Busted Buddy's: UVA has demolished civil rights landmark

The building that housed infamously non-segregating Buddy's restaurant is no more. Crews were on the scene Tuesday, November 29, tearing down the brick structure near the corner of Emmet Street and Ivy Road.

It was at this site, which later served as a natural history museum and finally as home to the Institute for Environmental Negotiation, that one of the landmark events in Charlottesville's civil rights history occurred. On May 30, 1963, a group of integration-minded protestors– inspired by the visit of Martin Luther King Jr. two months earlier– clashed with patrons of the segregated restaurant.

As detailed in a Hook cover story about King's visit to Charlottesville, it was now-retired UVA prof Paul Gaston who ended up being assaulted and– ironically– arrested for inciting the trouble.

Following through with site-clearing efforts by demolishing the former fuel station that closed last summer, UVA plans a pocket park at the site, according to Charlottesville Tomorrow.

"I'm sad," says Gaston, who learned of the demolition from a reporter and points out that the demolition comes less than two years before the 50th anniversary of that momentous act of civil disobedience. 

"I'm always sad when the university doesn't take the leadership on something," says Gaston. "My first choice would for it to have been a civil rights museum."

He contends that Buddy's should have been preserved because the incident there served as a catalyst for desegregation in Charlottesville, a town whose businesses initially resisted the door-opening efforts of local NAACP head Floyd Johnson.

"Charlottesville was a closed society in May of 1963," explains Gaston. "As a consequence of the Buddy's sit-in, a lot of establishments– theaters, hotels, motels, and restaurants– telephoned Floyd Johnson and said, 'Don't sit in here; we are ceasing segregation.'"

Gaston, who recounts this turning point in his 2009 memoir, Coming of Age in Utopia: The Odyssey of an Idea, indicates that what happened in Charlottesville was repeated throughout the South that spring– to great effect.

"It was a consequence of the sit-ins all of the South," says Gaston, "that Kennedy submitted in June of 1963 what became the Civil Rights Act of 1964."

Hearing about the demolition of Buddy's reminds Gaston of something else he learned during the tumultuous period.

"Change was only going to come from direct action," says Gaston, "and not from rational discussion."

–story updated 5:52pm, November 29 to remove references to the brand of fuel sold at the site
–story updated 1:25pm, December 2 to add the entire second half consisting of the interview with Gaston

6 comments

I'll know soon enough but was that "The Library" restaurant in the 70s with books everywhere.

No, the library was next door and UVa demolished it a few years earlier.

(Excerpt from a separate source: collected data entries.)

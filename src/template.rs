//! # Template Substitution
//!
//! Every string in the configuration document may reference variables with
//! `%{NAME}`. Substitution runs once over the whole parsed tree, before the
//! document is deserialized into typed records, so references work the same
//! inside nested hook text, command lists and layer paths.
//!
//! ## Syntax
//!
//! - `%{NAME}` is replaced by the value of `NAME` in the environment.
//! - `%%` produces a literal `%`.
//! - Any other `%` is copied through unchanged.
//!
//! Only mapping values and sequence items are rewritten; mapping keys and
//! non-string scalars are left as they are. A reference to an undefined
//! variable aborts the whole pass with [`Error::UndefinedVariable`].

use std::collections::HashMap;
use std::sync::LazyLock;

use regex::{Captures, Regex};
use serde_yaml::Value;

use crate::error::{Error, Result};

static PLACEHOLDER: LazyLock<Regex> = LazyLock::new(|| {
    Regex::new(r"%(%|\{([A-Za-z_][A-Za-z0-9_]*)\})").expect("placeholder pattern is valid")
});

/// Substitute every `%{NAME}` reference in a single string.
pub fn substitute_str(input: &str, env: &HashMap<String, String>) -> Result<String> {
    let mut missing: Option<String> = None;
    let result = PLACEHOLDER.replace_all(input, |caps: &Captures| match caps.get(2) {
        None => "%".to_string(),
        Some(name) => match env.get(name.as_str()) {
            Some(value) => value.clone(),
            None => {
                missing.get_or_insert_with(|| name.as_str().to_string());
                String::new()
            }
        },
    });

    match missing {
        Some(name) => Err(Error::UndefinedVariable { name }),
        None => Ok(result.into_owned()),
    }
}

/// Substitute every string in a YAML tree.
///
/// Consumes the tree and returns the rewritten one; on error nothing of the
/// partially rewritten tree escapes.
pub fn substitute(value: Value, env: &HashMap<String, String>) -> Result<Value> {
    match value {
        Value::String(s) => Ok(Value::String(substitute_str(&s, env)?)),
        Value::Sequence(items) => items
            .into_iter()
            .map(|item| substitute(item, env))
            .collect::<Result<Vec<_>>>()
            .map(Value::Sequence),
        Value::Mapping(map) => {
            let mut out = serde_yaml::Mapping::with_capacity(map.len());
            for (key, item) in map {
                out.insert(key, substitute(item, env)?);
            }
            Ok(Value::Mapping(out))
        }
        Value::Tagged(mut tagged) => {
            tagged.value = substitute(tagged.value, env)?;
            Ok(Value::Tagged(tagged))
        }
        other => Ok(other),
    }
}

#[cfg(test)]
mod tests {
    use super::*;
    use proptest::prelude::*;

    fn env(pairs: &[(&str, &str)]) -> HashMap<String, String> {
        pairs
            .iter()
            .map(|(k, v)| (k.to_string(), v.to_string()))
            .collect()
    }

    #[test]
    fn test_substitute_defined_variable() {
        let env = env(&[("FOO", "bar")]);
        assert_eq!(substitute_str("a-%{FOO}-b", &env).unwrap(), "a-bar-b");
    }

    #[test]
    fn test_substitute_undefined_variable_names_it() {
        let err = substitute_str("%{NOPE}/x", &HashMap::new()).unwrap_err();
        match err {
            Error::UndefinedVariable { name } => assert_eq!(name, "NOPE"),
            other => panic!("unexpected error: {other}"),
        }
    }

    #[test]
    fn test_escape_and_stray_percent() {
        let env = env(&[("X", "1")]);
        assert_eq!(substitute_str("100%% %{X}", &env).unwrap(), "100% 1");
        assert_eq!(substitute_str("50% off", &env).unwrap(), "50% off");
        assert_eq!(substitute_str("%{", &env).unwrap(), "%{");
        assert_eq!(substitute_str("%%{X}", &env).unwrap(), "%{X}");
    }

    #[test]
    fn test_substitute_nested_tree_leaves_keys_alone() {
        let env = env(&[("ROOT", "/src"), ("K", "nope")]);
        let doc: Value = serde_yaml::from_str(
            r#"
"%{K}":
  paths:
    - "%{ROOT}/meta"
    - 3
  enabled: true
"#,
        )
        .unwrap();

        let out = substitute(doc, &env).unwrap();
        let inner = &out["%{K}"];
        assert_eq!(inner["paths"][0].as_str(), Some("/src/meta"));
        assert_eq!(inner["paths"][1].as_i64(), Some(3));
        assert_eq!(inner["enabled"].as_bool(), Some(true));
    }

    #[test]
    fn test_substitute_tree_fails_on_any_undefined() {
        let doc: Value = serde_yaml::from_str("a: [ok, '%{MISSING}']").unwrap();
        assert!(matches!(
            substitute(doc, &HashMap::new()),
            Err(Error::UndefinedVariable { .. })
        ));
    }

    proptest! {
        /// Strings without a percent sign are returned unchanged
        #[test]
        fn plain_strings_are_untouched(input in "[^%]*") {
            let out = substitute_str(&input, &HashMap::new()).unwrap();
            prop_assert_eq!(out, input);
        }

        /// A lone reference expands to exactly the variable's value
        #[test]
        fn reference_expands_to_value(name in "[A-Z_][A-Z0-9_]{0,8}", value in "[^%]*") {
            let mut env = HashMap::new();
            env.insert(name.clone(), value.clone());
            let out = substitute_str(&format!("%{{{}}}", name), &env).unwrap();
            prop_assert_eq!(out, value);
        }

        /// Doubled percent signs collapse to one
        #[test]
        fn escapes_collapse(count in 0usize..10) {
            let input = "%%".repeat(count);
            let out = substitute_str(&input, &HashMap::new()).unwrap();
            prop_assert_eq!(out, "%".repeat(count));
        }
    }
}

This will be a "pocket park" only as long as it takes the UVa Real Estate Foundation to snatch up the remaining properties on that side of the road (I'm not positive, but IIRC, they do not have the Motel yet) and then they will , after the economy turns around, build the arts precinct there. They own everything on the Cavalier Inn side of the road (including the Italian Villa), up to Barracks Rd. Shopping Center.

Yes, I just looked at the city tax records; Mr. Patel still owns the Budget Inn.

Minor, but that gas station for many years was a Chevron and recently a Gulf. If it was a Citgo, it was more than ten years ago.

@Jim You are right and I was wrong about the fuel company, so I've simply removed references to the brand of gas sold there.--hawes

the Library restaurant was In the former Howard Johnson's next to Buddy's. you can to go to the current incarnation of Buddy's on rt 360 in Ameila. Buddy moved there when the atmosphere proved unsympathetic in Cville.